Download or read book Pushing Past the Human in Latin American Cinema written by Carolyn Fornoff and published by State University of New York Press. This book was released on 2021-06-01 with total page 433 pages. Available in PDF, EPUB and Kindle. Book excerpt: Pushing Past the Human in Latin American Cinema brings together fourteen scholars to analyze Latin American cinema in dialogue with recent theories of posthumanism and ecocriticism. Together they grapple with how Latin American filmmakers have attempted to "push past the human," and destabilize the myth of anthropocentric exceptionalism that has historically been privileged by cinema and has led to the current climate crisis.
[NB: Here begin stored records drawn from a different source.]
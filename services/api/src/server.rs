use crate::cli::ServeArgs;
use crate::infra::{standard_rubric, AppState, InMemoryAnalysisRepository};
use crate::routes::with_service_routes;
use axum::Extension;
use axum_prometheus::PrometheusMetricLayer;
use inspector_ai::config::AppConfig;
use inspector_ai::error::AppError;
use inspector_ai::telemetry;
use inspector_ai::workflows::analysis::{InspectionAnalysisService, OpenAiGenerator};
use std::sync::atomic::Ordering;
use std::sync::Arc;
use tracing::info;

pub(crate) async fn run(mut args: ServeArgs) -> Result<(), AppError> {
    let mut config = AppConfig::load()?;

    if let Some(host) = args.host.take() {
        config.server.host = host;
    }
    if let Some(port) = args.port.take() {
        config.server.port = port;
    }

    telemetry::init(&config.telemetry)?;

    let (prometheus_layer, prometheus_handle) = PrometheusMetricLayer::pair();
    let readiness_flag = Arc::new(std::sync::atomic::AtomicBool::new(false));
    let app_state = AppState {
        readiness: readiness_flag.clone(),
        metrics: Arc::new(prometheus_handle),
    };

    let generator = Arc::new(OpenAiGenerator::new(config.generator.clone())?);
    let repository = Arc::new(InMemoryAnalysisRepository::default());
    let analysis_service = Arc::new(InspectionAnalysisService::new(
        generator,
        repository,
        standard_rubric(),
    ));

    let app = with_service_routes(analysis_service)
        .layer(Extension(app_state))
        .layer(prometheus_layer);

    let addr = config.server.socket_addr()?;
    let listener = tokio::net::TcpListener::bind(addr).await?;
    readiness_flag.store(true, Ordering::Release);

    info!(?config.environment, %addr, "inspection analysis service ready");

    axum::serve(listener, app).await?;
    Ok(())
}
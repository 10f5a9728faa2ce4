use std::env;
use std::fmt;
use std::net::{IpAddr, SocketAddr};
use std::time::Duration;

/// Distinguishes runtime behavior for different stages of the service.
#[derive(Debug, Clone, Copy, PartialEq, Eq)]
pub enum AppEnvironment {
    Development,
    Test,
    Production,
}

impl AppEnvironment {
    fn from_str(value: &str) -> Self {
        match value.trim().to_ascii_lowercase().as_str() {
            "prod" | "production" => Self::Production,
            "test" | "ci" => Self::Test,
            _ => Self::Development,
        }
    }
}

/// Top-level configuration for the application.
#[derive(Debug, Clone)]
pub struct AppConfig {
    pub environment: AppEnvironment,
    pub server: ServerConfig,
    pub telemetry: TelemetryConfig,
    pub generator: GeneratorConfig,
}

impl AppConfig {
    pub fn load() -> Result<Self, ConfigError> {
        dotenvy::dotenv().ok();

        let environment = AppEnvironment::from_str(
            &env::var("APP_ENV").unwrap_or_else(|_| "development".to_string()),
        );

        let host = env::var("APP_HOST").unwrap_or_else(|_| "127.0.0.1".to_string());
        let port = env::var("APP_PORT")
            .unwrap_or_else(|_| "3000".to_string())
            .parse::<u16>()
            .map_err(|_| ConfigError::InvalidPort)?;

        let log_level = env::var("APP_LOG_LEVEL").unwrap_or_else(|_| "info".to_string());

        Ok(Self {
            environment,
            server: ServerConfig { host, port },
            telemetry: TelemetryConfig { log_level },
            generator: GeneratorConfig::from_env(),
        })
    }
}

/// Settings controlling the HTTP server binding.
#[derive(Debug, Clone)]
pub struct ServerConfig {
    pub host: String,
    pub port: u16,
}

impl ServerConfig {
    pub fn socket_addr(&self) -> Result<SocketAddr, ConfigError> {
        if self.host.eq_ignore_ascii_case("localhost") {
            return Ok(SocketAddr::new(IpAddr::from([127, 0, 0, 1]), self.port));
        }

        let ip: IpAddr = self
            .host
            .parse()
            .map_err(|source| ConfigError::InvalidHost { source })?;

        Ok(SocketAddr::new(ip, self.port))
    }
}

/// Tracing and metrics controls.
#[derive(Debug, Clone)]
pub struct TelemetryConfig {
    pub log_level: String,
}

/// Settings for the external text-generation service.
///
/// The API key stays optional here so that configuration can load in
/// environments that never call the generator (offline scoring, tests);
/// constructing the client is what requires the key.
#[derive(Debug, Clone)]
pub struct GeneratorConfig {
    pub api_key: Option<String>,
    pub base_url: String,
    pub model: String,
    pub request_timeout: Duration,
    pub max_retries: u32,
    pub initial_backoff: Duration,
    pub max_backoff: Duration,
}

impl GeneratorConfig {
    pub fn from_env() -> Self {
        let api_key = env::var("OPENAI_API_KEY")
            .ok()
            .filter(|value| !value.trim().is_empty());

        let base_url = env::var("OPENAI_BASE_URL")
            .unwrap_or_else(|_| "https://api.openai.com/v1".to_string())
            .trim_end_matches('/')
            .to_string();

        let model = env::var("OPENAI_MODEL").unwrap_or_else(|_| "gpt-4".to_string());

        let request_timeout = env::var("OPENAI_TIMEOUT_SECS")
            .ok()
            .and_then(|raw| raw.parse::<u64>().ok())
            .map(Duration::from_secs)
            .unwrap_or_else(|| Duration::from_secs(30));

        let max_retries = env::var("OPENAI_MAX_RETRIES")
            .ok()
            .and_then(|raw| raw.parse::<u32>().ok())
            .unwrap_or(2);

        let initial_backoff = env::var("OPENAI_RETRY_INITIAL_MS")
            .ok()
            .and_then(|raw| raw.parse::<u64>().ok())
            .map(Duration::from_millis)
            .unwrap_or_else(|| Duration::from_millis(250));

        let max_backoff = env::var("OPENAI_RETRY_MAX_MS")
            .ok()
            .and_then(|raw| raw.parse::<u64>().ok())
            .map(Duration::from_millis)
            .unwrap_or_else(|| Duration::from_millis(4_000));

        Self {
            api_key,
            base_url,
            model,
            request_timeout,
            max_retries,
            initial_backoff,
            max_backoff,
        }
    }
}

#[derive(Debug)]
pub enum ConfigError {
    InvalidPort,
    InvalidHost { source: std::net::AddrParseError },
}

impl fmt::Display for ConfigError {
    fn fmt(&self, f: &mut fmt::Formatter<'_>) -> fmt::Result {
        match self {
            ConfigError::InvalidPort => write!(f, "APP_PORT must be a valid u16"),
            ConfigError::InvalidHost { .. } => {
                write!(f, "APP_HOST must parse to an IPv4 or IPv6 address")
            }
        }
    }
}

impl std::error::Error for ConfigError {
    fn source(&self) -> Option<&(dyn std::error::Error + 'static)> {
        match self {
            ConfigError::InvalidPort => None,
            ConfigError::InvalidHost { source } => Some(source),
        }
    }
}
While some chapters question the very nature of this enterprise—whether cinema should or even could actualize such a maneuver beyond the human—others signal the ways in which the category of the "human" itself is interrogated by Latin American cinema, revealed to be a fiction that excludes more than it unifies. This volume explores how the moving image reinforces or contests the division between human and nonhuman, and troubles the settler epistemic partition of culture and nature that is at the core of the climate crisis. As the first volume to specifically address how such questions are staged by Latin American cinema, this book brings together analysis of films that respond to environmental degradation, as well as those that articulate a posthumanist ethos that blurs the line between species.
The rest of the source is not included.